Il disegno di legge approvato ieri in senato contiene anche il divieto dell’utilizzo della denominazione “carne” su prodotti che sono ottenuti da proteine vegetali. Arriva dunque un freno al cosiddetto “meat sounding”, nel segno di un’operazione trasparenza per acquisti consapevoli. Obiettivo del provvedimento, infatti, è “tutelare il patrimonio zootecnico nazionale, riconoscendo il suo valore culturale, socio-economico e ambientale, assicurando al contempo un elevato livello di tutela della salute umana e degli interessi dei cittadini-consumatori”.

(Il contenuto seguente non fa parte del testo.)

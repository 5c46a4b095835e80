//! Scenario 5 (§13): an operation whose `apply_to` panics on an absent key.
//! The panic is caught at the op boundary and becomes a [Thrown] result
//! (§4.2); the model and the store are always kept in sync by `Put`, so the
//! harness should never report a failure even though every generated
//! sequence is likely to panic at least once.

mod support;

use proptest::strategy::Strategy;
use std::sync::Arc;
use support::{GetOrThrow, KvCtx, KvModel, KvStore, Put};
use test_carly::report::Outcome;
use test_carly::{check_system, config, Options};

#[test]
fn panics_are_observed_not_propagated() {
    let init_system = Arc::new(|_ctx: &KvCtx| KvStore::new());

    let mut options: Options<KvCtx, KvStore, KvModel> = Options::new();
    options.context_gen = proptest::strategy::Just(KvCtx { keys: vec!["only"] }).boxed();
    options.concurrency = 1;
    options.repetitions = 3;

    let outcome = check_system(
        "reading an absent key panics, and the panic is reconciled against the model",
        config::iteration::Config {
            num_tests: std::num::NonZeroUsize::new(10),
        },
        init_system,
        vec![Arc::new(Put::generator()), Arc::new(GetOrThrow::generator())],
        options,
    )
    .expect("the harness itself must not propagate the operation's panic");

    assert_eq!(outcome.result, Outcome::Pass);
}
//! The trial driver (§4.5): runs one generated input (a context plus
//! per-thread op sequences) through the concurrent runner and search engine,
//! `repetitions` times, to guard against flaky schedules.

use crate::history::ThreadPlan;
use crate::op::Operation;
use crate::report::{out::Outputter, Assertion, Event, Outcome};
use crate::runner;
use crate::search;
use crate::world::World;
use std::hash::Hash;
use std::sync::Arc;

/// Per-call configuration the trial driver needs to build a fresh system
/// and model for each repetition. Distinct from the harness-wide `config`
/// module (§11): this is generative-test tuning passed at the `check_system`
/// call site, per §6.1.
pub struct TrialConfig<Ctx, Sys, Model> {
    /// Builds a fresh system under test from the trial's context.
    pub init_system: Arc<dyn Fn(&Ctx) -> Sys + Send + Sync>,
    /// Builds the initial model from the trial's context.
    pub init_model: Arc<dyn Fn(&Ctx) -> Model + Send + Sync>,
    /// Optional teardown hook, invoked on every exit path of a repetition.
    pub finalize: Option<Arc<dyn Fn(&Sys) + Send + Sync>>,
    /// Re-runs per generated input (default 5, per §6.1).
    pub repetitions: usize,
    /// Search worker pool size (default: CPU count, per §6.1).
    pub search_threads: usize,
}

/// The outcome of one trial: every repetition passed, or the first one that
/// didn't.
#[derive(Debug, Clone, Copy, PartialEq, Eq)]
pub struct TrialOutcome {
    /// `Pass` iff every repetition found a valid linearization.
    pub outcome: Outcome,
    /// The zero-indexed repetition that failed, if any.
    pub failed_repetition: Option<usize>,
    /// Sum of `SearchOutcome::visited` across every repetition this trial
    /// actually ran (stops accumulating at the first failure, since later
    /// repetitions never run).
    pub total_visited: usize,
}

/// Runs a trial: `plan` is cloned per repetition (cheap — it clones `Arc`
/// handles to the same operation instances, not the operations themselves).
pub fn run<Ctx, Sys, Model>(
    ctx: &Ctx,
    plan: ThreadPlan<Sys, Model>,
    config: &TrialConfig<Ctx, Sys, Model>,
    reporter: &mut dyn Outputter,
) -> crate::err::Result<TrialOutcome>
where
    Sys: Sync,
    Model: Clone + Eq + Hash + Send + Sync,
{
    let op_count: usize = plan.iter().map(|(_, ops)| ops.len()).sum();
    let concurrency = plan.len();

    reporter.handle(&Event::TrialStart {
        op_count,
        concurrency,
        repetitions: config.repetitions,
    })?;

    let mut total_visited = 0usize;

    for repetition in 0..config.repetitions {
        reporter.handle(&Event::TestStart { repetition })?;

        let system = (config.init_system)(ctx);
        let model = (config.init_model)(ctx);
        let rep_plan = clone_plan(&plan);

        let run_outcome = runner::run(&system, rep_plan)?;
        reporter.handle(&Event::RunOps {
            op_count: run_outcome.op_count,
            concurrency: run_outcome.thread_count,
            elapsed: run_outcome.elapsed,
        })?;

        if let Some(finalize) = &config.finalize {
            finalize(&system);
        }

        let search_outcome = search::run(config.search_threads, model, run_outcome.history)?;
        total_visited += search_outcome.visited;

        match search_outcome.world {
            Some(world) => {
                reporter.handle(&Event::TestPass {
                    futures: search_outcome.origin_futures,
                    visited: search_outcome.visited,
                    elapsed: search_outcome.elapsed,
                    assertions: winning_path_assertions(&world),
                })?;
            }
            None => {
                reporter.handle(&Event::TestFail {
                    futures: search_outcome.origin_futures,
                    visited: search_outcome.visited,
                    elapsed: search_outcome.elapsed,
                    assertions: search_outcome.reports,
                })?;
                reporter.handle(&Event::TrialFail { repetition })?;
                return Ok(TrialOutcome {
                    outcome: Outcome::Fail,
                    failed_repetition: Some(repetition),
                    total_visited,
                });
            }
        }
    }

    reporter.handle(&Event::TrialPass)?;
    Ok(TrialOutcome {
        outcome: Outcome::Pass,
        failed_repetition: None,
        total_visited,
    })
}

fn clone_plan<Sys, Model>(plan: &ThreadPlan<Sys, Model>) -> ThreadPlan<Sys, Model> {
    plan.iter().map(|(tid, ops)| (*tid, ops.clone())).collect()
}

/// Reconstructs the assertion events for a winning linearization by walking
/// its history: every op on the winning path passed `check`, by definition
/// of having been stepped, so each is republished as a pass (per §6.3).
fn winning_path_assertions<Sys, Model>(world: &World<Sys, Model>) -> Vec<Assertion> {
    world
        .history()
        .iter()
        .map(|(thread_id, annotated)| Assertion {
            thread_id: *thread_id,
            op: op_debug_name(&annotated.op),
            passed: true,
        })
        .collect()
}

fn op_debug_name<Sys, Model>(op: &Arc<dyn Operation<Sys, Model>>) -> String {
    format!("{op:?}")
}
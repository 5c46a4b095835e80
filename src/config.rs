//! Top-level configuration for the harness.
//!
//! Individual parts of the harness can be used without pulling in this
//! configuration layer, but it provides a convenient substrate for handling
//! harness-wide defaults (§11), distinct from the per-call `Options` of
//! §6.1.

pub mod color;
pub mod err;
pub mod iteration;
pub mod report;
pub mod search;
pub mod top;

pub use top::Config;
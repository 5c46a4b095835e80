//! Scenario 2 (§13): the same key-value store, but generated across several
//! concurrent threads. Since the store is correctly synchronized and the
//! model mirrors it exactly, the actual execution order is always itself a
//! valid linearization, so every trial should pass regardless of how the
//! scheduler interleaves the threads.

mod support;

use proptest::strategy::Strategy;
use std::sync::Arc;
use support::{Get, KvCtx, KvModel, KvStore, Put};
use test_carly::report::Outcome;
use test_carly::{check_system, config, Options};

#[test]
fn concurrent_put_get_always_passes() {
    let init_system = Arc::new(|_ctx: &KvCtx| KvStore::new());

    let mut options: Options<KvCtx, KvStore, KvModel> = Options::new();
    options.context_gen = proptest::strategy::Just(KvCtx {
        keys: vec!["a", "b", "c", "d"],
    })
    .boxed();
    options.concurrency = 3;
    options.repetitions = 2;
    options.search_threads = 2;

    let outcome = check_system(
        "several concurrent threads of puts and gets always linearize",
        config::iteration::Config {
            num_tests: std::num::NonZeroUsize::new(8),
        },
        init_system,
        vec![Arc::new(Put::generator()), Arc::new(Get::generator())],
        options,
    )
    .expect("harness runs without error");

    assert_eq!(outcome.result, Outcome::Pass);
}
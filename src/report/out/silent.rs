//! The silent reporter: discards every event.

use crate::report::{err, event::Event};

use super::abs::Outputter;

/// An outputter that prints nothing. Selected by `TEST_CARLY_STYLE=silent`.
pub struct Silent;

impl Outputter for Silent {
    fn handle(&mut self, _event: &Event) -> err::Result<()> {
        Ok(())
    }
}
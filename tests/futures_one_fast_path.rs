//! Scenario 6 (§13): when at most one thread has pending operations, the
//! search engine takes the linear fast path rather than spawning the
//! parallel worker pool, and `futures` is exactly one throughout.

mod support;

use std::sync::Arc;
use support::{KvModel, KvStore, Put};
use test_carly::op::Operation;
use test_carly::{runner, search};

#[test]
fn single_thread_history_uses_linear_path() {
    let store = KvStore::new();
    let ops: Vec<Arc<dyn Operation<KvStore, KvModel>>> = vec![
        Arc::new(Put {
            key: "a",
            value: 1,
        }),
        Arc::new(Put {
            key: "b",
            value: 2,
        }),
        Arc::new(Put {
            key: "a",
            value: 3,
        }),
    ];
    let plan = vec![(0, ops)];

    let run_outcome = runner::run(&store, plan).expect("running a single-thread plan never errors");
    assert_eq!(run_outcome.thread_count, 1);

    let search_outcome = search::run(1, KvModel::default(), run_outcome.history)
        .expect("searching a single-thread history never errors");

    assert_eq!(search_outcome.threads, 1);
    assert_eq!(search_outcome.origin_futures, 1);
    assert!(search_outcome.world.is_some());
}
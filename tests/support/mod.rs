//! Shared fixtures for the end-to-end scenarios: a small in-process
//! key-value store and a deliberately non-atomic counter, per §13.

use proptest::prelude::*;
use std::collections::BTreeMap;
use std::sync::Mutex;
use test_carly::define_op;
use test_carly::history::{Thrown, Unit};

pub type Key = &'static str;

/// A thread-safe key-value store: the correct system under test for the
/// trivial-pass and absent-key scenarios.
pub struct KvStore {
    pub data: Mutex<BTreeMap<Key, i32>>,
}

impl KvStore {
    pub fn new() -> Self {
        Self {
            data: Mutex::new(BTreeMap::new()),
        }
    }
}

/// The model mirrors the store's contents as an ordered map.
#[derive(Debug, Clone, Default, PartialEq, Eq, Hash)]
pub struct KvModel(pub BTreeMap<Key, i32>);

/// Shared test context: the set of keys operations may draw from.
#[derive(Debug, Clone, Default)]
pub struct KvCtx {
    pub keys: Vec<Key>,
}

define_op! {
    /// Writes `value` under `key`.
    pub struct Put<Sys = KvStore, Model = KvModel> {
        pub key: Key,
        pub value: i32,
    }
    apply_op(self, sys) {
        sys.data.lock().unwrap().insert(self.key, self.value);
        Box::new(Unit)
    }
    update_model(self, model) {
        let mut next = model.clone();
        next.0.insert(self.key, self.value);
        next
    }
    gen_args(ctx: &KvCtx) {
        (proptest::sample::select(ctx.keys.clone()), any::<i32>())
            .prop_map(|(key, value)| Put { key, value })
    }
}

define_op! {
    /// Reads the value under `key`, or `None` if absent.
    pub struct Get<Sys = KvStore, Model = KvModel> {
        key: Key,
    }
    apply_op(self, sys) {
        Box::new(sys.data.lock().unwrap().get(self.key).copied())
    }
    check(self, model, result) {
        let expected = model.0.get(self.key).copied();
        result
            .as_any()
            .downcast_ref::<Option<i32>>()
            .is_some_and(|observed| *observed == expected)
    }
    gen_args(ctx: &KvCtx) {
        proptest::sample::select(ctx.keys.clone()).prop_map(|key| Get { key })
    }
}

define_op! {
    /// Reads the value under `key`, panicking if it is absent — exercises
    /// panic-as-observation (§4.2): the panic becomes this op's [Thrown]
    /// result rather than propagating.
    pub struct GetOrThrow<Sys = KvStore, Model = KvModel> {
        key: Key,
    }
    apply_op(self, sys) {
        match sys.data.lock().unwrap().get(self.key).copied() {
            Some(value) => Box::new(value),
            None => panic!("key {} not found", self.key),
        }
    }
    check(self, model, result) {
        match model.0.get(self.key).copied() {
            Some(expected) => result
                .as_any()
                .downcast_ref::<i32>()
                .is_some_and(|v| *v == expected),
            None => result.as_any().downcast_ref::<Thrown>().is_some(),
        }
    }
    gen_args(ctx: &KvCtx) {
        proptest::sample::select(ctx.keys.clone()).prop_map(|key| GetOrThrow { key })
    }
}

/// A deliberately non-atomic counter: `increment` is a read, a yield, then
/// a write, not a single atomic RMW, so two concurrent increments can race
/// and lose an update. `Sync` is asserted by hand since nothing here
/// actually synchronizes access — the point of the fixture is to let the
/// harness catch that.
pub struct Counter {
    value: std::cell::UnsafeCell<i32>,
}

unsafe impl Sync for Counter {}

impl Counter {
    pub fn new() -> Self {
        Self {
            value: std::cell::UnsafeCell::new(0),
        }
    }

    pub fn increment(&self) -> i32 {
        let current = unsafe { *self.value.get() };
        std::thread::yield_now();
        let next = current + 1;
        unsafe {
            *self.value.get() = next;
        }
        next
    }
}

#[derive(Debug, Clone, Copy, Default, PartialEq, Eq, Hash)]
pub struct CounterModel(pub i32);

define_op! {
    /// Increments the counter by one.
    pub struct Increment<Sys = Counter, Model = CounterModel> {}
    apply_op(self, sys) {
        Box::new(sys.increment())
    }
    update_model(self, model) {
        CounterModel(model.0 + 1)
    }
    check(self, model, result) {
        result.as_any().downcast_ref::<i32>().is_some_and(|v| *v == model.0 + 1)
    }
    gen_args(_ctx: &()) {
        Just(Increment {})
    }
}
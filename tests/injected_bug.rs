//! Scenario 3 (§13): a store with an injected off-by-one bug (`put` always
//! writes one more than requested) is run directly against a model that
//! records the requested value, bypassing the generative layer so the
//! failing op sequence is exact rather than probabilistic.

use proptest::prelude::*;
use std::collections::BTreeMap;
use std::sync::{Arc, Mutex};
use test_carly::define_op;
use test_carly::history::Unit;
use test_carly::{runner, search};

pub struct BuggyStore {
    data: Mutex<BTreeMap<&'static str, i32>>,
}

impl BuggyStore {
    fn new() -> Self {
        Self {
            data: Mutex::new(BTreeMap::new()),
        }
    }
}

#[derive(Debug, Clone, Default, PartialEq, Eq, Hash)]
pub struct BuggyModel(BTreeMap<&'static str, i32>);

define_op! {
    pub struct BuggyPut<Sys = BuggyStore, Model = BuggyModel> {
        key: &'static str,
        value: i32,
    }
    apply_op(self, sys) {
        // Injected bug: always stores one more than requested.
        sys.data.lock().unwrap().insert(self.key, self.value + 1);
        Box::new(Unit)
    }
    update_model(self, model) {
        let mut next = model.clone();
        next.0.insert(self.key, self.value);
        next
    }
    gen_args(_ctx: &()) {
        Just(BuggyPut { key: "k", value: 1 })
    }
}

define_op! {
    pub struct BuggyGet<Sys = BuggyStore, Model = BuggyModel> {
        key: &'static str,
    }
    apply_op(self, sys) {
        Box::new(sys.data.lock().unwrap().get(self.key).copied())
    }
    check(self, model, result) {
        let expected = model.0.get(self.key).copied();
        result
            .as_any()
            .downcast_ref::<Option<i32>>()
            .is_some_and(|observed| *observed == expected)
    }
    gen_args(_ctx: &()) {
        Just(BuggyGet { key: "k" })
    }
}

#[test]
fn off_by_one_put_is_caught() {
    let store = BuggyStore::new();
    let ops: Vec<Arc<dyn test_carly::op::Operation<BuggyStore, BuggyModel>>> = vec![
        Arc::new(BuggyPut { key: "k", value: 1 }),
        Arc::new(BuggyGet { key: "k" }),
    ];
    let plan = vec![(0, ops)];

    let run_outcome = runner::run(&store, plan).expect("running the plan does not error");
    let search_outcome = search::run(1, BuggyModel::default(), run_outcome.history)
        .expect("searching does not error");

    assert!(
        search_outcome.world.is_none(),
        "no linearization should explain the observed +1"
    );
}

Di parere completamente opposto l’associazione Essere Animali, che in una nota esprime “profonda preoccupazione per una decisione che rappresenta un freno alla possibilità di sviluppare e commercializzare un prodotto che non proviene dagli allevamenti intensivi, non richiede l’uso di antibiotici e altri farmaci, né produce tonnellate di deiezioni estremamente inquinanti”. “Tutte problematiche che invece sono legate al settore zootecnico – continua Essere Animali -, che con questo ddl viene apertamente favorito a scapito di altre produzioni come quello delle proteine a base vegetale (con l’introduzione del divieto per l’uso di termini come “burger” e similari) e a base di carne coltivata”.
Anche l’associazione cita la Fao e l’Oms, ma in un contesto completamente opposto. “L’art. 2 dello schema di disegno di legge fa riferimento al principio di precauzione previsto dal Reg. 178/2002, che al fine di garantire la salute umana consente di adottare ‘misure provvisorie di gestione del rischio’ quali lo stop alla commercializzazione, in caso di effettiva incertezza sul piano scientifico circa la possibilità di effetti dannosi derivanti dall’utilizzo di alcuni prodotti – ribadisce Essere Animali -. Tuttavia, la letteratura scientifica attuale, il recente report di FAO e OMS e i processi di validazione avvenuti già in altri Paesi non lasciano dubbi sul fatto che la carne coltivata sia sicura per i consumatori, essendo basata sul meccanismo della replicazione cellulare, ben noto e applicato da tempo. Oltretutto, l’immissione sul mercato europeo potrà avvenire solamente in seguito all’autorizzazione delle autorità, in primis l’EFSA, che richiede una attenta valutazione di ogni potenziale rischio”.